Caritas International Belgique Le poids du silence : l’Ouest de la RD Congo s’enfonce dans la crise, dans l’indifférence internationale

© Colin Delfosse

17/11/2025

Caritas International et Justice & Paix lancent un appel urgent pour mobiliser face à la crise : il est temps de briser le silence autour du conflit qui ébranle les provinces du Maï-Ndombe, du Kwilu, du Kwango, du Kongo Central et de Kinshasa, à l’Ouest de la RD Congo, depuis juin 2022.

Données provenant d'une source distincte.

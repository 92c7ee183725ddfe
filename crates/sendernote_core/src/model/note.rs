//! Note domain model.
//!
//! # Invariants
//! - `id` is generated by storage on insert and never reused after deletion.
//! - `(pattern, match_type)` is unique across stored notes; the repository
//!   enforces it before every write.
//! - `created_at` never changes after the first save.

use serde::{Deserialize, Serialize};
use std::fmt::{Display, Formatter};

/// Storage-generated note key.
pub type NoteId = i64;

/// Comparison strategy between a sender address and a note pattern.
///
/// Declaration order is match priority: earlier variants shadow later ones.
#[derive(Debug, Clone, Copy, PartialEq, Eq, PartialOrd, Ord, Hash, Serialize, Deserialize)]
#[serde(rename_all = "camelCase")]
pub enum MatchType {
    Exact,
    StartsWith,
    EndsWith,
    Contains,
}

impl MatchType {
    /// All match types, highest priority first.
    pub const BY_PRIORITY: [MatchType; 4] = [
        MatchType::Exact,
        MatchType::StartsWith,
        MatchType::EndsWith,
        MatchType::Contains,
    ];

    /// Priority bucket, `0` being the strongest.
    pub fn priority(self) -> u8 {
        match self {
            Self::Exact => 0,
            Self::StartsWith => 1,
            Self::EndsWith => 2,
            Self::Contains => 3,
        }
    }

    /// Stable storage/wire name.
    pub fn as_str(self) -> &'static str {
        match self {
            Self::Exact => "exact",
            Self::StartsWith => "startsWith",
            Self::EndsWith => "endsWith",
            Self::Contains => "contains",
        }
    }

    pub fn parse(value: &str) -> Option<Self> {
        match value {
            "exact" => Some(Self::Exact),
            "startsWith" => Some(Self::StartsWith),
            "endsWith" => Some(Self::EndsWith),
            "contains" => Some(Self::Contains),
            _ => None,
        }
    }

    /// Lexical test on already-lowercased inputs.
    pub fn matches(self, email_lower: &str, pattern_lower: &str) -> bool {
        match self {
            Self::Exact => email_lower == pattern_lower,
            Self::StartsWith => email_lower.starts_with(pattern_lower),
            Self::EndsWith => email_lower.ends_with(pattern_lower),
            Self::Contains => email_lower.contains(pattern_lower),
        }
    }
}

impl Display for MatchType {
    fn fmt(&self, f: &mut Formatter<'_>) -> std::fmt::Result {
        f.write_str(self.as_str())
    }
}

/// Persisted annotation bound to one `(pattern, match_type)` trigger.
#[derive(Debug, Clone, PartialEq, Eq, Serialize, Deserialize)]
#[serde(rename_all = "camelCase")]
pub struct Note {
    pub id: NoteId,
    /// Always lowercase.
    pub pattern: String,
    pub match_type: MatchType,
    pub note: String,
    /// Sender address the note was first written for. Display hint only.
    #[serde(default)]
    pub original_email: String,
    /// ISO-8601, UTC.
    pub created_at: String,
    /// ISO-8601, UTC.
    pub updated_at: String,
}

/// Fully-resolved note row handed to the adapter.
///
/// `id == None` inserts with a fresh key; `Some(id)` overwrites that row.
#[derive(Debug, Clone, PartialEq, Eq)]
pub struct NoteDraft {
    pub id: Option<NoteId>,
    pub pattern: String,
    pub match_type: MatchType,
    pub note: String,
    pub original_email: String,
    pub created_at: String,
    pub updated_at: String,
}

impl NoteDraft {
    /// Binds the draft to its storage key.
    pub fn into_note(self, id: NoteId) -> Note {
        Note {
            id,
            pattern: self.pattern,
            match_type: self.match_type,
            note: self.note,
            original_email: self.original_email,
            created_at: self.created_at,
            updated_at: self.updated_at,
        }
    }
}

impl From<Note> for NoteDraft {
    fn from(value: Note) -> Self {
        Self {
            id: Some(value.id),
            pattern: value.pattern,
            match_type: value.match_type,
            note: value.note,
            original_email: value.original_email,
            created_at: value.created_at,
            updated_at: value.updated_at,
        }
    }
}

/// Caller input for a note save. Timestamps are never caller-controlled.
#[derive(Debug, Clone, PartialEq, Eq, Serialize, Deserialize)]
#[serde(rename_all = "camelCase")]
pub struct SaveNoteInput {
    #[serde(default)]
    pub id: Option<NoteId>,
    pub pattern: String,
    pub match_type: MatchType,
    pub note: String,
    #[serde(default)]
    pub original_email: Option<String>,
}

impl SaveNoteInput {
    /// Input for a brand-new note.
    pub fn new(pattern: impl Into<String>, match_type: MatchType, note: impl Into<String>) -> Self {
        Self {
            id: None,
            pattern: pattern.into(),
            match_type,
            note: note.into(),
            original_email: None,
        }
    }

    pub fn with_id(mut self, id: NoteId) -> Self {
        self.id = Some(id);
        self
    }

    pub fn with_original_email(mut self, email: impl Into<String>) -> Self {
        self.original_email = Some(email.into());
        self
    }
}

Une crise oubliée aux portes de Kinshasa

Depuis le début du conflit, la région s’embrase dans l’indifférence quasi totale. Aux portes de Kinshasa, les tensions foncières et identitaires se sont transformées en affrontements ouverts, menaçant la cohésion sociale et la stabilité politique, à deux pas de la capitale. Plus de 280.000 personnes déplacées, 1 personne sur 2 touchée par la crise alimentaire dans la zone et 30% des enfants exclus du système scolaire depuis parfois plus de 3 ans.
Ce qui avait commencé comme un différend sur l’occupation des terres entre communautés Teke et Yaka a attisé les divisions identitaires et les violences, sous l’impulsion des miliciens Mobondo.

Une campagne pour briser le silence

Pour soutenir leurs actions sur le terrain et amplifier leur mobilisation en Belgique, Caritas International et Justice & Paix Belgique lancent une campagne de sensibilisation dédiée au conflit négligé qui ravage l’ouest de la République Démocratique du Congo.

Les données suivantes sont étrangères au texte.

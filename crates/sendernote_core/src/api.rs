//! Request/response contract consumed by UI surfaces.
//!
//! # Responsibility
//! - Model every supported call as one variant of a closed request type.
//! - Route each variant to exactly one repository operation.
//!
//! # Invariants
//! - One request yields one response; there is no streaming.
//! - Duplicate rejection is the only failure encoded inside a successful
//!   response. Storage faults surface as `ApiError::Store`.
//!
//! Wire format is JSON: `{"action": "<camelCaseName>", ...camelCaseFields}`.

use crate::matching::extract_email;
use crate::model::note::{MatchType, Note, NoteId, SaveNoteInput};
use crate::model::settings::Settings;
use crate::model::template::{Template, TemplateId, TemplateKey};
use crate::repository::{
    DuplicateCheck, ImportSummary, NotesRepository, SaveOutcome, DUPLICATE_MESSAGE,
};
use crate::store::{StorageAdapter, StoreError};
use log::{debug, warn};
use serde::{Deserialize, Serialize};
use serde_json::Value;
use std::collections::BTreeMap;
use std::error::Error;
use std::fmt::{Display, Formatter};

/// Error returned by [`dispatch`] and [`dispatch_json`].
#[derive(Debug)]
pub enum ApiError {
    /// Request JSON could not be decoded into a [`Request`].
    InvalidRequest(serde_json::Error),
    /// Response could not be encoded.
    Encode(serde_json::Error),
    Store(StoreError),
}

impl Display for ApiError {
    fn fmt(&self, f: &mut Formatter<'_>) -> std::fmt::Result {
        match self {
            Self::InvalidRequest(err) => write!(f, "invalid request: {err}"),
            Self::Encode(err) => write!(f, "failed to encode response: {err}"),
            Self::Store(err) => write!(f, "{err}"),
        }
    }
}

impl Error for ApiError {
    fn source(&self) -> Option<&(dyn Error + 'static)> {
        match self {
            Self::InvalidRequest(err) | Self::Encode(err) => Some(err),
            Self::Store(err) => Some(err),
        }
    }
}

impl From<StoreError> for ApiError {
    fn from(value: StoreError) -> Self {
        Self::Store(value)
    }
}

/// Every call a UI surface can make.
#[derive(Debug, Clone, PartialEq, Deserialize)]
#[serde(tag = "action", rename_all = "camelCase")]
pub enum Request {
    SaveNote(SaveNoteInput),
    GetNoteById {
        id: NoteId,
    },
    FindNoteByEmail {
        email: String,
    },
    FindNotesByEmail {
        email: String,
    },
    /// Resolves the sender of an author header such as `Name <addr>`.
    FindNoteByAuthor {
        author: String,
    },
    #[serde(rename_all = "camelCase")]
    CheckDuplicate {
        pattern: String,
        match_type: MatchType,
        #[serde(default)]
        exclude_id: Option<NoteId>,
    },
    DeleteNote {
        id: NoteId,
    },
    DeleteNoteByEmail {
        email: String,
    },
    GetAllNotes,
    ImportNotes {
        notes: Vec<Note>,
    },
    ClearAll,
    #[serde(rename_all = "camelCase")]
    ValidatePattern {
        email: String,
        pattern: String,
        match_type: MatchType,
    },
    ExtractEmail {
        author: String,
    },
    GetTemplates,
    GetTemplateById {
        id: TemplateId,
    },
    AddTemplate {
        text: String,
    },
    UpdateTemplate {
        key: TemplateKey,
        text: String,
    },
    DeleteTemplate {
        key: TemplateKey,
    },
    MoveTemplate {
        key: TemplateKey,
        #[serde(default)]
        after: Option<TemplateKey>,
    },
    GetSettings,
    SaveSettings {
        settings: Settings,
    },
    #[serde(rename_all = "camelCase")]
    GetSetting {
        key: String,
        #[serde(default)]
        default_value: Value,
    },
    SetSetting {
        key: String,
        value: Value,
    },
}

impl Request {
    /// Wire name of the request, for diagnostics.
    pub fn action(&self) -> &'static str {
        match self {
            Self::SaveNote(_) => "saveNote",
            Self::GetNoteById { .. } => "getNoteById",
            Self::FindNoteByEmail { .. } => "findNoteByEmail",
            Self::FindNotesByEmail { .. } => "findNotesByEmail",
            Self::FindNoteByAuthor { .. } => "findNoteByAuthor",
            Self::CheckDuplicate { .. } => "checkDuplicate",
            Self::DeleteNote { .. } => "deleteNote",
            Self::DeleteNoteByEmail { .. } => "deleteNoteByEmail",
            Self::GetAllNotes => "getAllNotes",
            Self::ImportNotes { .. } => "importNotes",
            Self::ClearAll => "clearAll",
            Self::ValidatePattern { .. } => "validatePattern",
            Self::ExtractEmail { .. } => "extractEmail",
            Self::GetTemplates => "getTemplates",
            Self::GetTemplateById { .. } => "getTemplateById",
            Self::AddTemplate { .. } => "addTemplate",
            Self::UpdateTemplate { .. } => "updateTemplate",
            Self::DeleteTemplate { .. } => "deleteTemplate",
            Self::MoveTemplate { .. } => "moveTemplate",
            Self::GetSettings => "getSettings",
            Self::SaveSettings { .. } => "saveSettings",
            Self::GetSetting { .. } => "getSetting",
            Self::SetSetting { .. } => "setSetting",
        }
    }
}

/// Plain acknowledgement: `{"success": true}`.
#[derive(Debug, Clone, Copy, PartialEq, Eq, Serialize)]
pub struct Ack {
    pub success: bool,
}

impl Ack {
    pub const OK: Ack = Ack { success: true };
}

/// `{success, noteId}` or `{success: false, error: "duplicate", message, existingNoteId}`.
#[derive(Debug, Clone, PartialEq, Eq, Serialize)]
#[serde(rename_all = "camelCase")]
pub struct SaveNoteResponse {
    pub success: bool,
    #[serde(skip_serializing_if = "Option::is_none")]
    pub note_id: Option<NoteId>,
    #[serde(skip_serializing_if = "Option::is_none")]
    pub error: Option<&'static str>,
    #[serde(skip_serializing_if = "Option::is_none")]
    pub message: Option<&'static str>,
    #[serde(skip_serializing_if = "Option::is_none")]
    pub existing_note_id: Option<NoteId>,
}

impl From<SaveOutcome> for SaveNoteResponse {
    fn from(value: SaveOutcome) -> Self {
        match value {
            SaveOutcome::Saved { note_id } => Self {
                success: true,
                note_id: Some(note_id),
                error: None,
                message: None,
                existing_note_id: None,
            },
            SaveOutcome::Duplicate { existing_note_id } => Self {
                success: false,
                note_id: None,
                error: Some("duplicate"),
                message: Some(DUPLICATE_MESSAGE),
                existing_note_id: Some(existing_note_id),
            },
        }
    }
}

/// `{success, template}` for template mutations that return a row.
#[derive(Debug, Clone, PartialEq, Eq, Serialize)]
pub struct TemplateResponse {
    pub success: bool,
    pub template: Option<Template>,
}

/// `{success, imported, skippedDuplicates}`.
#[derive(Debug, Clone, Copy, PartialEq, Eq, Serialize)]
pub struct ImportResponse {
    pub success: bool,
    #[serde(flatten)]
    pub summary: ImportSummary,
}

/// Response payload; serialized without an enclosing tag.
#[derive(Debug, Clone, PartialEq, Serialize)]
#[serde(untagged)]
pub enum Response {
    Ack(Ack),
    SaveNote(SaveNoteResponse),
    Note(Option<Note>),
    Notes(Vec<Note>),
    NoteMap(BTreeMap<NoteId, Note>),
    Duplicate(DuplicateCheck),
    Import(ImportResponse),
    Matches(bool),
    Email(String),
    Templates(Vec<Template>),
    Template(Option<Template>),
    TemplateMutation(TemplateResponse),
    Settings(Settings),
    Value(Value),
}

/// Routes one request to its repository operation.
pub fn dispatch<A: StorageAdapter>(
    repo: &NotesRepository<A>,
    request: Request,
) -> Result<Response, ApiError> {
    let action = request.action();
    let response = match request {
        Request::SaveNote(input) => Response::SaveNote(repo.save_note(input)?.into()),
        Request::GetNoteById { id } => Response::Note(repo.get_note_by_id(id)?),
        Request::FindNoteByEmail { email } => Response::Note(repo.find_note_by_email(&email)?),
        Request::FindNotesByEmail { email } => Response::Notes(repo.find_notes_by_email(&email)?),
        Request::FindNoteByAuthor { author } => {
            Response::Note(repo.find_note_by_email(&extract_email(&author))?)
        }
        Request::CheckDuplicate {
            pattern,
            match_type,
            exclude_id,
        } => Response::Duplicate(repo.check_duplicate(&pattern, match_type, exclude_id)?),
        Request::DeleteNote { id } => {
            repo.delete_note(id)?;
            Response::Ack(Ack::OK)
        }
        Request::DeleteNoteByEmail { email } => {
            repo.delete_note_by_email(&email)?;
            Response::Ack(Ack::OK)
        }
        Request::GetAllNotes => Response::NoteMap(repo.get_all_notes()?),
        Request::ImportNotes { notes } => Response::Import(ImportResponse {
            success: true,
            summary: repo.import_notes(notes)?,
        }),
        Request::ClearAll => {
            repo.clear_all()?;
            Response::Ack(Ack::OK)
        }
        Request::ValidatePattern {
            email,
            pattern,
            match_type,
        } => Response::Matches(repo.validate_pattern(&email, &pattern, match_type)),
        Request::ExtractEmail { author } => Response::Email(extract_email(&author)),
        Request::GetTemplates => Response::Templates(repo.get_templates()?),
        Request::GetTemplateById { id } => Response::Template(repo.get_template_by_id(id)?),
        Request::AddTemplate { text } => Response::TemplateMutation(TemplateResponse {
            success: true,
            template: Some(repo.add_template(&text)?),
        }),
        Request::UpdateTemplate { key, text } => Response::TemplateMutation(TemplateResponse {
            success: true,
            template: repo.update_template(key, &text)?,
        }),
        Request::DeleteTemplate { key } => {
            repo.delete_template(key)?;
            Response::Ack(Ack::OK)
        }
        Request::MoveTemplate { key, after } => {
            repo.move_template(key, after)?;
            Response::Ack(Ack::OK)
        }
        Request::GetSettings => Response::Settings(repo.get_settings()?),
        Request::SaveSettings { settings } => {
            repo.save_settings(&settings)?;
            Response::Ack(Ack::OK)
        }
        Request::GetSetting { key, default_value } => {
            Response::Value(repo.get_setting(&key, default_value)?)
        }
        Request::SetSetting { key, value } => {
            repo.set_setting(&key, value)?;
            Response::Ack(Ack::OK)
        }
    };

    debug!("event=api_dispatch module=api status=ok action={action}");
    Ok(response)
}

/// Decodes a JSON request, dispatches it and encodes the response.
pub fn dispatch_json<A: StorageAdapter>(
    repo: &NotesRepository<A>,
    raw: &str,
) -> Result<String, ApiError> {
    let request: Request = serde_json::from_str(raw).map_err(|err| {
        warn!("event=api_dispatch module=api status=error error_code=invalid_request");
        ApiError::InvalidRequest(err)
    })?;
    let response = dispatch(repo, request)?;
    serde_json::to_string(&response).map_err(ApiError::Encode)
}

La campagne divulguera, au fil des mentions dans la presse et sur les réseaux sociaux, une photographie évocatrice du conflit, par Colin Delfosse. Une image forte, au coeur également de l’expo « Crises oubliées » visible à Géopolis (Bruxelles), qui sera révélée progressivement en ligne. Comme un symbole du rôle essentiel de la parole et de l’attention publique dans la reconnaissance d’un conflit trop longtemps invisibilisé.

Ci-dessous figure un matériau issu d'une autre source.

//! Storage adapter contract and persistence implementations.
//!
//! # Responsibility
//! - Define the persistence-technology-agnostic CRUD contract over notes,
//!   templates, settings and migration records.
//! - Keep SQL details behind that contract.
//!
//! # Invariants
//! - Adapters never apply defaulting, validation or duplicate blocking;
//!   `find_duplicate` is a pure lookup.
//! - Deleting a missing id is not an error.
//! - Read-check-write sequences go through `atomically`, never through
//!   separate autocommit calls.
//! - Reads reject corrupt persisted rows instead of masking them.

use crate::db::DbError;
use crate::model::note::{MatchType, Note, NoteDraft, NoteId};
use crate::model::settings::{MigrationRecord, Settings};
use crate::model::template::{Template, TemplateId};
use std::collections::BTreeMap;
use std::error::Error;
use std::fmt::{Display, Formatter};

mod sqlite;

pub use sqlite::{DbSource, SqliteAdapter};

pub type StoreResult<T> = Result<T, StoreError>;

/// Storage fault surfaced by adapter operations.
#[derive(Debug)]
pub enum StoreError {
    Db(DbError),
    Json(serde_json::Error),
    InvalidData(String),
    ConnectionPoisoned,
}

impl Display for StoreError {
    fn fmt(&self, f: &mut Formatter<'_>) -> std::fmt::Result {
        match self {
            Self::Db(err) => write!(f, "{err}"),
            Self::Json(err) => write!(f, "invalid JSON payload: {err}"),
            Self::InvalidData(message) => write!(f, "invalid persisted data: {message}"),
            Self::ConnectionPoisoned => write!(f, "database connection lock poisoned"),
        }
    }
}

impl Error for StoreError {
    fn source(&self) -> Option<&(dyn Error + 'static)> {
        match self {
            Self::Db(err) => Some(err),
            Self::Json(err) => Some(err),
            Self::InvalidData(_) | Self::ConnectionPoisoned => None,
        }
    }
}

impl From<DbError> for StoreError {
    fn from(value: DbError) -> Self {
        Self::Db(value)
    }
}

impl From<rusqlite::Error> for StoreError {
    fn from(value: rusqlite::Error) -> Self {
        Self::Db(DbError::Sqlite(value))
    }
}

impl From<serde_json::Error> for StoreError {
    fn from(value: serde_json::Error) -> Self {
        Self::Json(value)
    }
}

/// Persistence contract behind the notes repository.
///
/// Object safe so migrations can receive `&dyn StorageAdapter`.
pub trait StorageAdapter {
    /// Runs `work` inside one storage transaction. Every call `work` makes on
    /// the adapter it receives commits together, and nothing commits when
    /// `work` fails. Other handles on the same database wait until it ends.
    fn atomically(
        &self,
        work: &mut dyn FnMut(&dyn StorageAdapter) -> StoreResult<()>,
    ) -> StoreResult<()>;

    // --- Notes ---

    /// All notes keyed by id, in storage iteration order.
    fn get_all_notes(&self) -> StoreResult<BTreeMap<NoteId, Note>>;
    fn get_note_by_id(&self, id: NoteId) -> StoreResult<Option<Note>>;
    /// Inserts when `draft.id` is `None`, otherwise overwrites that row.
    fn save_note(&self, draft: &NoteDraft) -> StoreResult<Note>;
    fn delete_note(&self, id: NoteId) -> StoreResult<()>;
    /// Notes triggered by `email`, ordered by match-type priority.
    fn find_notes_by_email(&self, email: &str) -> StoreResult<Vec<Note>>;
    /// First note stored under exactly `(pattern, match_type)`, skipping `exclude_id`.
    fn find_duplicate(
        &self,
        pattern: &str,
        match_type: MatchType,
        exclude_id: Option<NoteId>,
    ) -> StoreResult<Option<Note>>;
    /// Writes notes with their ids preserved, in one transaction.
    fn import_notes(&self, notes: &[Note]) -> StoreResult<usize>;

    // --- Templates ---

    /// All templates by ascending `order`, ties in insertion order.
    fn get_templates(&self) -> StoreResult<Vec<Template>>;
    fn get_template_by_id(&self, id: TemplateId) -> StoreResult<Option<Template>>;
    /// Appends one template after the current maximum order.
    fn add_template(&self, text: &str) -> StoreResult<Template>;
    /// Appends templates in the given sequence, in one transaction.
    fn add_templates(&self, texts: &[String]) -> StoreResult<Vec<Template>>;
    /// Returns `None` when `id` does not exist.
    fn update_template(&self, id: TemplateId, text: &str) -> StoreResult<Option<Template>>;
    fn delete_template(&self, id: TemplateId) -> StoreResult<()>;
    /// Places `id` right after `after_id` (first when `None`, last when
    /// `after_id` is unknown) and re-sequences every order to `0..n-1`.
    fn move_template(&self, id: TemplateId, after_id: Option<TemplateId>) -> StoreResult<()>;

    // --- Settings ---

    fn get_settings(&self) -> StoreResult<Settings>;
    fn save_settings(&self, settings: &Settings) -> StoreResult<()>;

    // --- Maintenance ---

    /// Removes notes, templates and settings. Migration history is kept.
    fn clear_all(&self) -> StoreResult<()>;
    fn get_applied_migrations(&self) -> StoreResult<Vec<MigrationRecord>>;
    fn record_migration(&self, record: &MigrationRecord) -> StoreResult<()>;
    fn remove_migration_record(&self, id: &str) -> StoreResult<()>;
}
//! Template domain model.
//!
//! # Invariants
//! - Reading templates back yields ascending `order`, ties in insertion order.
//! - Synthesized defaults carry `id: None`, `is_default: true` and no timestamps.

use serde::{Deserialize, Serialize};
use uuid::Uuid;

/// Adapter-generated template key.
pub type TemplateId = Uuid;

/// Reusable canned note text.
#[derive(Debug, Clone, PartialEq, Eq, Serialize, Deserialize)]
#[serde(rename_all = "camelCase")]
pub struct Template {
    pub id: Option<TemplateId>,
    pub text: String,
    pub order: i64,
    #[serde(default, skip_serializing_if = "Option::is_none")]
    pub created_at: Option<String>,
    #[serde(default, skip_serializing_if = "Option::is_none")]
    pub updated_at: Option<String>,
    #[serde(default, skip_serializing_if = "is_false")]
    pub is_default: bool,
}

impl Template {
    /// Read-only placeholder for a provider default not yet persisted.
    pub fn default_entry(text: impl Into<String>, order: i64) -> Self {
        Self {
            id: None,
            text: text.into(),
            order,
            created_at: None,
            updated_at: None,
            is_default: true,
        }
    }
}

/// Addresses the target of a template mutation.
///
/// Serialized as `{"id": "<uuid>"}` or `{"defaultIndex": n}`.
#[derive(Debug, Clone, Copy, PartialEq, Eq, Serialize, Deserialize)]
#[serde(rename_all = "camelCase")]
pub enum TemplateKey {
    Id(TemplateId),
    /// Position within the synthesized default list.
    DefaultIndex(usize),
}

impl TemplateKey {
    pub fn is_default(&self) -> bool {
        matches!(self, Self::DefaultIndex(_))
    }
}

fn is_false(value: &bool) -> bool {
    !*value
}
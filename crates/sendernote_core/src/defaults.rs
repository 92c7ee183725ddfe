//! Canned note texts offered before the user saves any template.

pub const DEFAULT_TEMPLATES: &[&str] = &[
    "Important client - always respond within 24 hours! 🔥",
    "VIP customer - handle with care ⭐",
    "Potential spam - verify before responding ⚠️",
    "Slow payer - request upfront payment 💰",
    "Old colleague / friend 👋",
    "Newsletter - low priority 📰",
];

/// Provider suitable for `NotesRepository::with_default_templates`.
pub fn default_templates() -> Vec<String> {
    DEFAULT_TEMPLATES.iter().map(|text| text.to_string()).collect()
}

Pour en savoir plus, suivre l’évolution de cette révélation et rompre le silence : www.lepoidsdusilence.be

Une année d’enquête au coeur du conflit et un rapport inédit

Devant la rapidité de la dégradation de la situation et des menaces pesant sur les populations, Caritas et Justice & Paix, qui comptent parmi les premiers répondants, se sont associées à IPIS, centre de recherche indépendant, pour mener une recherche inédite. Le résultat, présenté le 20 novembre à Bruxelles par un panel d’experts : un rapport qui jette une lumière crue sur ce qui se joue dans la zone, et un aperçu des leviers utiles à la désescalade et à une réponse durable à la crise.

Note aux rédactions

  • Un kit comprenant les principaux supports de campagne est disponible ici.
  • Le rapport conjoint d’IPIS, de la CDJP Kinshasa et de CI.be intitulé « Le poids du silence : comment la révolte des Mobondo bouleverse l’Ouest de la RD Congo » sera présenté par ses auteurs et un panel d’experts locaux le 20 novembre à Géopolis. Partant du relevé de la situation sécuritaire et humanitaire, l’étude livre une analyse de la structure et des motivations du phénomène Mobondo, des causes profondes du conflit aux multiples dimensions, de l’instrumentalisation politique de la crise et est ponctué de recommandations.
  • Les experts congolais de Justice & Paix Kinshasa, présents en Belgique pour la publication du rapport, et ses auteurs sont disponibles pour interview.
  • Le photoreportage que Colin Delfosse consacre à la crise des Mobondo reste visible jusqu’au 28 novembre à Géopolis (rue des Tanneurs 58, 1000 Bruxelles), centre du photojournalisme, dans la cadre de l’exposition « Crises oubliées ». Une sélection de ses photos est disponible pour publication.
  • Caritas sur le terrain : Pour répondre à la crise, Caritas International et 7 organisations partenaires mettent en oeuvre le projet « Lisanga (Ensemble) ». Financé à hauteur de 3,2 millions d’euros (dont 3 millions par DG-ECHO), le programme vise 30.000 personnes déplacées, rapatriées et familles d’accueil à Kwamouth (Maï-Ndombe) et Maluku (Kinshasa) entre 2024 et 2026. Les actions portent sur la santé, l’éducation, la sécurité alimentaire, la cohésion sociale et la protection contre les violences de genre. Déjà, plus de 12.000 consultations médicales, 1.100 accouchements assistés et 1.300 enfants pris en charge ont été enregistrés. Des écoles ont rouvert, des agriculteurs ont reçu du matériel, et des espaces communautaires favorisent le dialogue entre communautés.